KDM4A是中心体相关蛋白

研究团队通过亚细胞分离和免疫荧光技术，在人源（HEK293T、HKC）和小鼠（MEFs）细胞中首次证实KDM4A同时定位于细胞核和细胞质。值得注意的是，KDM4A在间期细胞中心体和有丝分裂纺锤体极处呈现显著聚集，与γ-微管蛋白和中心粒标记物GFP-centrin共定位。
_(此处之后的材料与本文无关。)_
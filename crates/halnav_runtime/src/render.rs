//! Terminal rendering of agent responses.
//!
//! Operator lines sit on the left, HAL on the right, narration in the middle.
//! Each tone has its own 24-bit color.

use halnav_agent::{Align, Line, Response};

/// Draws response lines for a terminal of fixed width.
#[derive(Clone, Copy, Debug, PartialEq, Eq)]
pub struct Renderer {
    width: usize,
    color: bool,
}

impl Renderer {
    /// Creates a renderer.
    #[must_use]
    pub const fn new(width: usize, color: bool) -> Self {
        Self { width, color }
    }

    /// Returns the terminal width.
    #[must_use]
    pub const fn width(&self) -> usize {
        self.width
    }

    /// Renders one line, padded to its alignment.
    ///
    /// Lines wider than the terminal are left unpadded.
    #[must_use]
    pub fn render_line(&self, line: &Line) -> String {
        let len = line.text.chars().count();
        let slack = self.width.saturating_sub(len);
        let pad = match line.align {
            Align::Left => 0,
            Align::Center => slack / 2,
            Align::Right => slack,
        };

        let text = if self.color && !line.text.is_empty() {
            paint(&line.text, line.tone.color())
        } else {
            line.text.clone()
        };

        format!("{}{text}", " ".repeat(pad))
    }

    /// Renders every line of a response, one per output line.
    #[must_use]
    pub fn render(&self, response: &Response) -> String {
        response
            .lines()
            .iter()
            .map(|line| self.render_line(line))
            .collect::<Vec<_>>()
            .join("\n")
    }
}

impl Default for Renderer {
    fn default() -> Self {
        Self::new(80, true)
    }
}

/// Parses `#rrggbb`.
fn parse_hex(color: &str) -> Option<(u8, u8, u8)> {
    let hex = color.strip_prefix('#')?;
    if hex.len() != 6 {
        return None;
    }
    let channel = |i: usize| u8::from_str_radix(hex.get(i..i + 2)?, 16).ok();
    Some((channel(0)?, channel(2)?, channel(4)?))
}

/// Wraps `text` in a 24-bit foreground color.
fn paint(text: &str, color: &str) -> String {
    match parse_hex(color) {
        Some((r, g, b)) => format!("\x1b[38;2;{r};{g};{b}m{text}\x1b[0m"),
        None => text.to_string(),
    }
}
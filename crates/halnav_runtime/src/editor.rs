//! Line editor abstraction for the REPL.
//!
//! The REPL reads through the [`LineEditor`] trait so tests can feed it
//! canned input; the terminal implementation uses rustyline.

use std::borrow::Cow;

use halnav_foundation::{Error, Result};
use rustyline::completion::{Completer, Pair};
use rustyline::error::ReadlineError;
use rustyline::highlight::{CmdKind, Highlighter};
use rustyline::hint::HistoryHinter;
use rustyline::history::DefaultHistory;
use rustyline::{Completer, Config, Context, Editor, Helper, Hinter, Validator};

use crate::highlight::HalHighlighter;

/// Result of reading a line from the editor.
#[derive(Debug)]
pub enum ReadResult {
    /// A line was successfully read.
    Line(String),
    /// User pressed Ctrl+C.
    Interrupted,
    /// User pressed Ctrl+D (EOF).
    Eof,
}

/// Abstraction over line editing functionality.
pub trait LineEditor {
    /// Read a line with the given prompt.
    ///
    /// # Errors
    ///
    /// Returns an error if reading from the terminal fails.
    fn read_line(&mut self, prompt: &str) -> Result<ReadResult>;

    /// Add a line to history.
    fn add_history(&mut self, line: &str);

    /// Set the names offered as command arguments (rooms and doors).
    fn set_names(&mut self, names: Vec<String>);
}

/// Helper for rustyline that provides completion, hints and highlighting.
#[derive(Helper, Completer, Hinter, Validator)]
struct HalHelper {
    #[rustyline(Completer)]
    completer: HalCompleter,
    #[rustyline(Hinter)]
    hinter: HistoryHinter,
    highlighter: HalHighlighter,
}

impl Highlighter for HalHelper {
    fn highlight<'l>(&self, line: &'l str, pos: usize) -> Cow<'l, str> {
        self.highlighter.highlight(line, pos)
    }

    fn highlight_prompt<'b, 's: 'b, 'p: 'b>(
        &'s self,
        prompt: &'p str,
        default: bool,
    ) -> Cow<'b, str> {
        if default {
            Cow::Owned(format!("\x1b[1;32m{prompt}\x1b[0m"))
        } else {
            Cow::Borrowed(prompt)
        }
    }

    fn highlight_char(&self, _line: &str, _pos: usize, _kind: CmdKind) -> bool {
        true
    }

    fn highlight_hint<'h>(&self, hint: &'h str) -> Cow<'h, str> {
        Cow::Owned(format!("\x1b[2m{hint}\x1b[0m"))
    }
}

/// Completes command words, then room and door names.
struct HalCompleter {
    commands: Vec<String>,
    names: Vec<String>,
}

impl HalCompleter {
    fn new() -> Self {
        let commands = halnav_parser::CommandKind::ALL
            .iter()
            .flat_map(|kind| kind.aliases())
            .map(|alias| format!("/{alias}"))
            .collect();
        Self {
            commands,
            names: Vec::new(),
        }
    }

    /// Returns the replacement start and candidates for `line[..pos]`.
    ///
    /// Names may contain spaces, so an argument is completed as a whole
    /// from the first character after the command word.
    fn candidates(&self, line: &str, pos: usize) -> (usize, Vec<Pair>) {
        let head = &line[..pos];
        let indent = head.len() - head.trim_start().len();
        let body = &head[indent..];

        let (start, word, pool) = match body.find(char::is_whitespace) {
            None if body.starts_with('/') => (indent, body, &self.commands),
            None => return (pos, Vec::new()),
            Some(end) => {
                let arg = body[end..].trim_start();
                (pos - arg.len(), arg, &self.names)
            }
        };

        let word = word.to_lowercase();
        let pairs = pool
            .iter()
            .filter(|candidate| candidate.starts_with(&word))
            .map(|candidate| Pair {
                display: candidate.clone(),
                replacement: candidate.clone(),
            })
            .collect();

        (start, pairs)
    }
}

impl Completer for HalCompleter {
    type Candidate = Pair;

    fn complete(
        &self,
        line: &str,
        pos: usize,
        _ctx: &Context<'_>,
    ) -> rustyline::Result<(usize, Vec<Pair>)> {
        Ok(self.candidates(line, pos))
    }
}

/// Line editor implementation using rustyline.
pub struct RustylineEditor {
    editor: Editor<HalHelper, DefaultHistory>,
}

impl RustylineEditor {
    /// Creates a new rustyline-based editor.
    ///
    /// # Errors
    ///
    /// Returns an error if rustyline initialization fails.
    pub fn new() -> Result<Self> {
        let config = Config::builder()
            .auto_add_history(false)
            .max_history_size(1000)
            .map_err(|e| Error::internal(e.to_string()))?
            .build();

        let helper = HalHelper {
            completer: HalCompleter::new(),
            hinter: HistoryHinter::new(),
            highlighter: HalHighlighter::new(),
        };

        let mut editor =
            Editor::with_config(config).map_err(|e| Error::internal(e.to_string()))?;
        editor.set_helper(Some(helper));

        Ok(Self { editor })
    }
}

impl LineEditor for RustylineEditor {
    fn read_line(&mut self, prompt: &str) -> Result<ReadResult> {
        match self.editor.readline(prompt) {
            Ok(line) => Ok(ReadResult::Line(line)),
            Err(ReadlineError::Interrupted) => Ok(ReadResult::Interrupted),
            Err(ReadlineError::Eof) => Ok(ReadResult::Eof),
            Err(e) => Err(Error::io(e.to_string())),
        }
    }

    fn add_history(&mut self, line: &str) {
        let _ = self.editor.add_history_entry(line);
    }

    fn set_names(&mut self, names: Vec<String>) {
        if let Some(helper) = self.editor.helper_mut() {
            helper.completer.names = names;
        }
    }
}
免疫共沉淀实验进一步揭示KDM4A能与中心体特异性蛋白centrobin、CP110直接相互作用，这种相互作用在细胞周期各阶段持续存在。

单分子定位显微镜验证KDM4A在MTOCs的定位

采用Exchange-PAINT技术实现的3D超分辨率成像显示，KDM4A以直径749±79 nm的球形分布包裹中心体结构，显著大于中心粒标记物centrobin环的直径（254±9 nm）。这种分布模式表明KDM4A可能作为中心粒周围基质（PCM）的组成成分，而非特异性定位于母体或子代中心粒。

KDM4A维持中心体数量的关键作用

通过CRISPR-Cas9构建的Kdm4a敲除MEFs表现出中心体扩增现象，>2个γ-微管蛋白灶点的细胞比例显著增加。电子显微镜观察到未配对中心粒和异常取向结构，但细胞周期分布和倍性分析排除了内复制（endoreduplication）的可能性。Cep135和pericentrin染色证实这些异常结构是具备功能的中心体，而非PCM碎片。

KDM4A缺失导致伪双极纺锤体形成

同步化细胞实验显示，Kdm4a缺失使正常双极纺锤体比例从50%降至20%，伪双极纺锤体增加2倍。这种异常源于中心粒分离障碍——centrin-2标记揭示纺锤体极存在>2个中心粒灶点，且空间非配对现象显著增加。急性KDM4A抑制（JIB-04处理1小时）即可诱发类似表型，证实其功能不依赖于基因表达调控。

KDM4A通过酶活依赖性机制维持基因组稳定

Kdm4a敲除细胞表现出30倍的染色质桥增加和微核形成倍增。RNA-seq分析发现382个差异表达基因（DEGs），但富集通路与有丝分裂无关。酶活性突变体（H188A）回补实验证实，只有野生型KDM4A能挽救微核表型，说明其去甲基化活性（而非支架功能）对基因组稳定至关重要。

讨论与展望

该研究颠覆了传统认知，揭示表观调控因子KDM4A通过非染色质机制调控中心体功能。其酶活性可能作用于尚未发现的中心体甲基化底物，这种作用在进化上可能比基因调控更为古老。未来研究需阐明：1）KDM4A在中心体解离/分离中的精确作用时机；2）其与Separase/Plk1等中心体调控因子的互作网络；3）在癌症发生中的临床相关性。这些发现为理解中心体异常相关疾病提供了新的治疗靶点。